--- Entries shown ---
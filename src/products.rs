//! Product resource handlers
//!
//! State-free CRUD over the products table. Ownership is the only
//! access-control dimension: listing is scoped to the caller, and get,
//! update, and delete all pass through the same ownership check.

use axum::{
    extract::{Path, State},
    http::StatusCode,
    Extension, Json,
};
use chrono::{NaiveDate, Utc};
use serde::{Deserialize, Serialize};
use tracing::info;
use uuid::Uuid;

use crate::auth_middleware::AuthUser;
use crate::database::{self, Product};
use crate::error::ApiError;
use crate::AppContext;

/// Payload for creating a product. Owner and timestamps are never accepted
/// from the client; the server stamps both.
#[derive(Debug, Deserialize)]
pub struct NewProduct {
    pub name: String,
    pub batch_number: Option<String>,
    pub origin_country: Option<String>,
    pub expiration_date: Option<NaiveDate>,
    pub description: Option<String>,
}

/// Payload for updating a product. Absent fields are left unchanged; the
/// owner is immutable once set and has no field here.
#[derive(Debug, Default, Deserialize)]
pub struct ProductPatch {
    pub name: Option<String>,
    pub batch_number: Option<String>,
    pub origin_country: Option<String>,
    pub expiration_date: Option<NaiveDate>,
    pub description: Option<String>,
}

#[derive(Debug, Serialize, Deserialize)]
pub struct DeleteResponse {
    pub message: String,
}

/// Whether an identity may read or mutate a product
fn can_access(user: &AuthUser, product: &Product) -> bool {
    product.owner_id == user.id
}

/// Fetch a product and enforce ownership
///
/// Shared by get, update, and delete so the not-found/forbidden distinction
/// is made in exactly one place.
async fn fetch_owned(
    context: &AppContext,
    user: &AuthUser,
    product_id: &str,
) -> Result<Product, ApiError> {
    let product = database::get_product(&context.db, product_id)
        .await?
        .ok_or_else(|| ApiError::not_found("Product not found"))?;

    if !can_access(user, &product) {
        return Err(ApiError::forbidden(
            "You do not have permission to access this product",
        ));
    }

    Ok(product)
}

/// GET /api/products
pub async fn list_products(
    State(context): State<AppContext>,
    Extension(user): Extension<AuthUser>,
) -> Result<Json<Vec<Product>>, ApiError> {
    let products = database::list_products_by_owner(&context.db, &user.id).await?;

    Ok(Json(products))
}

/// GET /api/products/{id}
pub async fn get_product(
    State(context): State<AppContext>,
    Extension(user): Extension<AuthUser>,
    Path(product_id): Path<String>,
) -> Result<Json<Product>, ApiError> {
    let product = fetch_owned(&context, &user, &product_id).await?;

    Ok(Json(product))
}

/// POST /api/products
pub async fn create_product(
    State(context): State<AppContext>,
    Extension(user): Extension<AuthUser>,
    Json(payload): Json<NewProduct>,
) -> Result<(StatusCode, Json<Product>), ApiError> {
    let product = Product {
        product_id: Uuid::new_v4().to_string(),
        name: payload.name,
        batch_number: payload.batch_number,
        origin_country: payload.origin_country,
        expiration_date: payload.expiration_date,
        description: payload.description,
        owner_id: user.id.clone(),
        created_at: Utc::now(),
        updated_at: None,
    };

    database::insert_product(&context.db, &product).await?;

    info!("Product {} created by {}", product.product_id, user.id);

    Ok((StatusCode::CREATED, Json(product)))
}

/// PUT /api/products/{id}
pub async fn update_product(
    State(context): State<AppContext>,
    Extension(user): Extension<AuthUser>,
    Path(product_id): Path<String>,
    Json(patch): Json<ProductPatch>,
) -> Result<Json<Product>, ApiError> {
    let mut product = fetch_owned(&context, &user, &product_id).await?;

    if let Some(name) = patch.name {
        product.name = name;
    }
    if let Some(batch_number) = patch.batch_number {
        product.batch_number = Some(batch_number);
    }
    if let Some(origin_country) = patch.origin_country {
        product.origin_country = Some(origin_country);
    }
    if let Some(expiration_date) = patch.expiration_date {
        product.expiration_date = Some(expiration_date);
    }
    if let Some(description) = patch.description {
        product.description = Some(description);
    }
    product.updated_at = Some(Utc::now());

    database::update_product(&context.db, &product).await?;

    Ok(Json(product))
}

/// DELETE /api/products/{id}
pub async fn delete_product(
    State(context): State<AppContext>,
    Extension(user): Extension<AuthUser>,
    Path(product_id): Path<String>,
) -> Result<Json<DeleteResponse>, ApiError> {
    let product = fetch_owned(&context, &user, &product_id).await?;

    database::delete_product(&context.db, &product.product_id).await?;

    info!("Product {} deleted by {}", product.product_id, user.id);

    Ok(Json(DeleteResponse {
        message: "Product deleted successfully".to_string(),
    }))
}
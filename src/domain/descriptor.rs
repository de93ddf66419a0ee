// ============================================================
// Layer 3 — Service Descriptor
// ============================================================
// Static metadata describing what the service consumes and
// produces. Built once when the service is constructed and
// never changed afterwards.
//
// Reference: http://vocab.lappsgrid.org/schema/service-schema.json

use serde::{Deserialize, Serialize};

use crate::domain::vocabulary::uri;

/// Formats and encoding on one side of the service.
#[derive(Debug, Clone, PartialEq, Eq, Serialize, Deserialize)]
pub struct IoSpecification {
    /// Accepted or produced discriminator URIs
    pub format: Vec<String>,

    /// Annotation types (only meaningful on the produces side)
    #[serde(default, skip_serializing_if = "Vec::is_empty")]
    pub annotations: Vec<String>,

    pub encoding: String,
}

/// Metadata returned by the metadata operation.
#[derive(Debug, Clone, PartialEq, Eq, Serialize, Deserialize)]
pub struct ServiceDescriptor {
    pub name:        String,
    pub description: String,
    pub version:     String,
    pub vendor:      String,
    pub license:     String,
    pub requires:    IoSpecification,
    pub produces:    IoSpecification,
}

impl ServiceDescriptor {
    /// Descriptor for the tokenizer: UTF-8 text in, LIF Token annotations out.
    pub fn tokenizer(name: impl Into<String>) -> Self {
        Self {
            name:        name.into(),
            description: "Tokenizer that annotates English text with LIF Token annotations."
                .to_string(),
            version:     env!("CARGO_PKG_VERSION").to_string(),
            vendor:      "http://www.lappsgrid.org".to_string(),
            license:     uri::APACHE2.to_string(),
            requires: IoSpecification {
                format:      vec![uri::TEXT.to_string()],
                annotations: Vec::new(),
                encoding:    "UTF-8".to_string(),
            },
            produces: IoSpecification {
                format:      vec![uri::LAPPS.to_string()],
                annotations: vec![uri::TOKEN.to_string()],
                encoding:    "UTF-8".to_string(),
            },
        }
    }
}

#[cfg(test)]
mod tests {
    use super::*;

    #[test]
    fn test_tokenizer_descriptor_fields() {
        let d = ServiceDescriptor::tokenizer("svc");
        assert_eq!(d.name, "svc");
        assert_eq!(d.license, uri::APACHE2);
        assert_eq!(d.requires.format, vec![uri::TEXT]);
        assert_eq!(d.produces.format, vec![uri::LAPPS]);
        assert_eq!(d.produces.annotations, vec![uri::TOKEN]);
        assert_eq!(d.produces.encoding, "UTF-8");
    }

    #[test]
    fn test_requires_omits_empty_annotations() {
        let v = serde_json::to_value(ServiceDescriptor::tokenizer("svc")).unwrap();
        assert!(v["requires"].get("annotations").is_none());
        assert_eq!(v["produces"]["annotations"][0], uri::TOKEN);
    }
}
---
About this exercise →
Report back each line of the entries that holds the string "only".

Task output →
//! State-free CRUD over the products table. Ownership is the only
    /// Annotation types (only meaningful on the produces side)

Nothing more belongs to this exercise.